2 years ago
Friday, May 8, 2009
With the economic crunch going on right now (ie the downward spiral into the financial abyss) I have been suffering from even greater NPSA.
Hi, my name is Julie and I am a neglectful parent.
Today I had to pay bills. I know you are all just oozing with jealousy. Today was a BIG bill-paying-even-though-we-got-paid-today-we-are-broke-until-next-week day. Aren't those the best? I sat at my oh-so-messy desk going through all of the bills, paying the necessary ones (you know, the ones that would get shut off or get us evicted if we didn't pay kind-of bills). I feel like I am just wasting the money...
I had a fabulous post to write today about the mental violence that constantly plays in my mind (not against my children, just people in general- but that I never act on) but since I have had no time for my kids today because I have been paying bills I thought I'd get my jab in on the economy and stupid crapheads like my mortgage broker that totally screwed us over and I wish he would burn in hell for it.

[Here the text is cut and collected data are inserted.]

//! Full conversation flow: signup, send, read, list, realtime delivery

use axum::http::StatusCode;
use axum_test::TestServer;
use commune::backend::auth::AuthResponse;
use commune::backend::server::{create_app, ServerConfig};
use commune::shared::event::{ClientEvent, ServerEvent};
use commune::shared::messaging::{DirectMessage, ListConversationsResponse, ListMessagesResponse};
use futures_util::{SinkExt, StreamExt};
use pretty_assertions::assert_eq;
use serde_json::json;
use tokio::time::{timeout, Duration};
use tokio_tungstenite::{connect_async, tungstenite::Message};

use crate::common::{create_test_user, session_keys, spawn_server, test_state, TestDatabase};

#[tokio::test]
async fn test_app_from_config() {
    let dir = tempfile::tempdir().unwrap();
    let config = ServerConfig::builder()
        .database_url(format!("sqlite://{}", dir.path().join("app.db").display()))
        .jwt_secret("e2e-secret")
        .build()
        .unwrap();
    let server = TestServer::new(create_app(&config).await.unwrap()).unwrap();

    let mut tokens = Vec::new();
    for name in ["alice", "bob"] {
        let response = server
            .post("/api/auth/signup")
            .json(&json!({
                "username": name,
                "email": format!("{}@example.com", name),
                "password": "password123"
            }))
            .await;
        assert_eq!(response.status_code(), StatusCode::CREATED);
        tokens.push(response.json::<AuthResponse>());
    }
    let (alice, bob) = (&tokens[0], &tokens[1]);

    let sent: DirectMessage = server
        .post("/api/messages")
        .authorization_bearer(&alice.token)
        .json(&json!({ "receiverId": bob.user.id, "content": "hi" }))
        .await
        .json();

    let thread: ListMessagesResponse = server
        .get(&format!("/api/messages/{}", alice.user.id))
        .authorization_bearer(&bob.token)
        .await
        .json();
    assert_eq!(thread.messages.len(), 1);
    assert_eq!(thread.messages[0].id, sent.id);

    let conversations: ListConversationsResponse = server
        .get("/api/conversations")
        .authorization_bearer(&bob.token)
        .await
        .json();
    assert_eq!(conversations.conversations.len(), 1);
    assert_eq!(conversations.conversations[0].user.id, alice.user.id);
    assert_eq!(conversations.conversations[0].last_message.content, "hi");
    assert_eq!(conversations.conversations[0].unread_count, 0);

    server.get("/health").await.assert_status_ok();
}

#[tokio::test]
async fn test_send_read_and_deliver() {
    let db = TestDatabase::new().await;
    let keys = session_keys(&db);
    let alice = create_test_user(db.pool(), &keys, "alice").await;
    let bob = create_test_user(db.pool(), &keys, "bob").await;
    let state = test_state(&db);
    let server = TestServer::new(commune::backend::routes::create_router(state.clone())).unwrap();
    let addr = spawn_server(state).await;

    // A sends "hi"; B reads it
    server
        .post("/api/messages")
        .authorization_bearer(&alice.token)
        .json(&json!({ "receiverId": bob.id, "content": "hi" }))
        .await
        .assert_status(StatusCode::CREATED);

    let first: ListMessagesResponse = server
        .get(&format!("/api/messages/{}", alice.id))
        .authorization_bearer(&bob.token)
        .await
        .json();
    assert_eq!(first.messages[0].content, "hi");

    let second: ListMessagesResponse = server
        .get(&format!("/api/messages/{}", alice.id))
        .authorization_bearer(&bob.token)
        .await
        .json();
    assert!(second.messages[0].read);

    let conversations: ListConversationsResponse = server
        .get("/api/conversations")
        .authorization_bearer(&bob.token)
        .await
        .json();
    assert_eq!(conversations.conversations[0].last_message.content, "hi");

    // B listens on a socket; A sends "yo" and republishes it
    let (mut bob_socket, _) = connect_async(format!("ws://{}/api/socket", addr))
        .await
        .unwrap();
    let frames = [
        ClientEvent::Authenticate {
            token: bob.token.clone(),
        },
        ClientEvent::Join(bob.id),
    ];
    for frame in &frames {
        bob_socket
            .send(Message::text(serde_json::to_string(frame).unwrap()))
            .await
            .unwrap();
    }

    let (mut alice_socket, _) =
        connect_async(format!("ws://{}/api/socket?token={}", addr, alice.token))
            .await
            .unwrap();

    let yo: DirectMessage = server
        .post("/api/messages")
        .authorization_bearer(&alice.token)
        .json(&json!({ "receiverId": bob.id, "content": "yo" }))
        .await
        .json();

    // wait for bob's join to be acknowledged before publishing
    let mut bob_events = Vec::new();
    while bob_events.len() < 2 {
        bob_events.push(read_event(&mut bob_socket).await);
    }
    assert_eq!(
        bob_events,
        vec![ServerEvent::authenticated(bob.id), ServerEvent::joined(bob.id)]
    );

    alice_socket
        .send(Message::text(
            serde_json::to_string(&ClientEvent::SendMessage(yo.clone())).unwrap(),
        ))
        .await
        .unwrap();

    match read_event(&mut bob_socket).await {
        ServerEvent::ReceiveMessage(message) => {
            assert_eq!(message.content, "yo");
            assert_eq!(message.sender_id, alice.id);
            assert_eq!(message.id, yo.id);
        }
        other => panic!("expected receive_message, got {:?}", other),
    }
}

async fn read_event<S>(socket: &mut S) -> ServerEvent
where
    S: futures_util::Stream<Item = Result<Message, tokio_tungstenite::tungstenite::Error>> + Unpin,
{
    timeout(Duration::from_secs(2), async {
        loop {
            match socket.next().await {
                Some(Ok(Message::Text(text))) => {
                    return serde_json::from_str::<ServerEvent>(text.as_str()).unwrap()
                }
                Some(Ok(_)) => continue,
                other => panic!("socket ended: {:?}", other),
            }
        }
    })
    .await
    .expect("Timed out waiting for an event")
}
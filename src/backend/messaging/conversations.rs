/**
 * Conversation Aggregator
 *
 * Derives a user's conversation list from the message store: one entry per
 * counterpart, holding the latest message exchanged with them, newest
 * conversation first. Nothing is persisted.
 *
 * The grouping step is a pure function over messages so its ordering and
 * uniqueness can be checked without a database.
 */

use std::collections::HashMap;

use sqlx::SqlitePool;
use uuid::Uuid;

use super::db;
use crate::backend::auth::users::{resolve_user, resolve_users};
use crate::backend::error::BackendError;
use crate::shared::messaging::{ConversationEntry, DirectMessage};

/// Latest message with one counterpart, before user resolution
#[derive(Debug, Clone, PartialEq, Eq)]
pub struct ConversationGroup {
    pub counterpart_id: Uuid,
    pub last_message: DirectMessage,
    /// Unread messages addressed to the requesting user
    pub unread_count: u32,
}

/// Group stored messages by the other party as seen from `user_id`
///
/// Takes `(seq, message)` pairs. Within a group the latest message wins,
/// ties going to the later insertion, which is the thread's last message.
/// Groups come back newest first under the same order. Messages not
/// involving `user_id`, and messages to oneself, are ignored.
pub fn group_by_counterpart<I>(user_id: Uuid, messages: I) -> Vec<ConversationGroup>
where
    I: IntoIterator<Item = (i64, DirectMessage)>,
{
    let mut messages: Vec<(i64, DirectMessage)> = messages
        .into_iter()
        .filter(|(_, m)| m.involves(user_id) && m.sender_id != m.receiver_id)
        .collect();
    messages.sort_by(|(a_seq, a), (b_seq, b)| {
        b.created_at
            .cmp(&a.created_at)
            .then_with(|| b_seq.cmp(a_seq))
    });

    let mut positions: HashMap<Uuid, usize> = HashMap::new();
    let mut groups: Vec<ConversationGroup> = Vec::new();

    for (_, message) in messages {
        let counterpart_id = message.counterpart(user_id);
        let unread = u32::from(message.receiver_id == user_id && !message.read);

        match positions.get(&counterpart_id) {
            Some(&position) => groups[position].unread_count += unread,
            None => {
                positions.insert(counterpart_id, groups.len());
                groups.push(ConversationGroup {
                    counterpart_id,
                    last_message: message,
                    unread_count: unread,
                });
            }
        }
    }

    groups
}

/// Conversation list for `user_id`, newest first
///
/// Counterparts that no longer resolve are left out.
pub async fn list_conversations(
    pool: &SqlitePool,
    user_id: Uuid,
) -> Result<Vec<ConversationEntry>, BackendError> {
    let messages = db::fetch_messages_involving(pool, user_id).await?;
    let groups = group_by_counterpart(user_id, messages);
    if groups.is_empty() {
        return Ok(Vec::new());
    }

    let counterpart_ids: Vec<Uuid> = groups.iter().map(|g| g.counterpart_id).collect();
    let counterparts: HashMap<Uuid, _> = resolve_users(pool, &counterpart_ids)
        .await?
        .into_iter()
        .map(|summary| (summary.id, summary))
        .collect();
    let me = resolve_user(pool, user_id).await?;

    let entries: Vec<ConversationEntry> = groups
        .into_iter()
        .filter_map(|group| {
            let Some(user) = counterparts.get(&group.counterpart_id).cloned() else {
                tracing::debug!(
                    "Skipping conversation with unknown user {}",
                    group.counterpart_id
                );
                return None;
            };

            let last_message = if group.last_message.sender_id == user_id {
                group
                    .last_message
                    .with_participants(me.clone(), Some(user.clone()))
            } else {
                group
                    .last_message
                    .with_participants(Some(user.clone()), me.clone())
            };

            Some(ConversationEntry {
                updated_at: last_message.created_at,
                user,
                last_message,
                unread_count: group.unread_count,
            })
        })
        .collect();

    Ok(entries)
}
//! Backend Module
//!
//! All server-side code: the Axum HTTP API, the WebSocket delivery
//! channel, SQLite persistence and authentication. Only compiled with the
//! `ssr` feature.
//!
//! # Module Structure
//!
//! ```text
//! backend/
//! ├── server/     - Configuration, state and app assembly
//! ├── routes/     - Router
//! ├── messaging/  - Message store and conversation aggregation
//! ├── realtime/   - Delivery rooms and socket connections
//! ├── auth/       - User directory, sessions, auth endpoints
//! ├── middleware/ - Authentication middleware
//! └── error/      - Error types
//! ```
//!
//! # State Management
//!
//! `AppState` holds the database pool, the delivery room registry and the
//! session keys. Handlers pull the part they need through `FromRef`.

/// Server setup and configuration
pub mod server;

/// Route configuration
pub mod routes;

/// Message store and conversation list
pub mod messaging;

/// Realtime delivery channel
pub mod realtime;

/// Backend error types
pub mod error;

/// Authentication and user directory
pub mod auth;

/// Middleware for request processing
pub mod middleware;

pub use error::BackendError;
pub use server::create_app;
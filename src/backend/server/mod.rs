//! Server Module
//!
//! Configuration, shared state and application assembly.
//!
//! # Module Structure
//!
//! ```text
//! server/
//! ├── mod.rs    - Module exports and documentation
//! ├── config.rs - Configuration loading and database setup
//! ├── state.rs  - AppState and FromRef implementations
//! └── init.rs   - App creation and background tasks
//! ```
//!
//! # Example
//!
//! ```rust,no_run
//! use commune::backend::server::{config::ServerConfig, create_app};
//!
//! # async fn example() -> Result<(), Box<dyn std::error::Error>> {
//! let config = ServerConfig::load()?;
//! let app = create_app(&config).await?;
//! # Ok(())
//! # }
//! ```

/// Application state management
pub mod state;

/// Server configuration loading
pub mod config;

/// Server initialization
pub mod init;

pub use config::{ConfigError, ServerConfig};
pub use init::create_app;
pub use state::AppState;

Good, now that I got that off of my chest I need to tell you why I suffer from severe NPS today. I have recognized (that's the first step, right?) that the more bills I pay, the lower my bank account balance goes, the HIGHER my voice volume goes. Do you see the connection?
MORE BILLS = LESS $$$ FOR ME = SCREAMING
Make sense? I am sure my kids don't really get why mommy's patience runs thin on days like this when I have papers spread all over my desk and I can't really think straight. I am sure that they just want my attention. Who wouldn't? I mean, with a mom like me, I would want my attention too.
I feel sorry for my kids who just don't get it, even though I try to explain it. All they tell me is that they have money and I can use it if I need to. If only my house payment could be paid with the contents from their piggy banks. Too sweet, don't you think?
Theme song for today- Money, Money, Money by ABBA
Thanks google images for the pics.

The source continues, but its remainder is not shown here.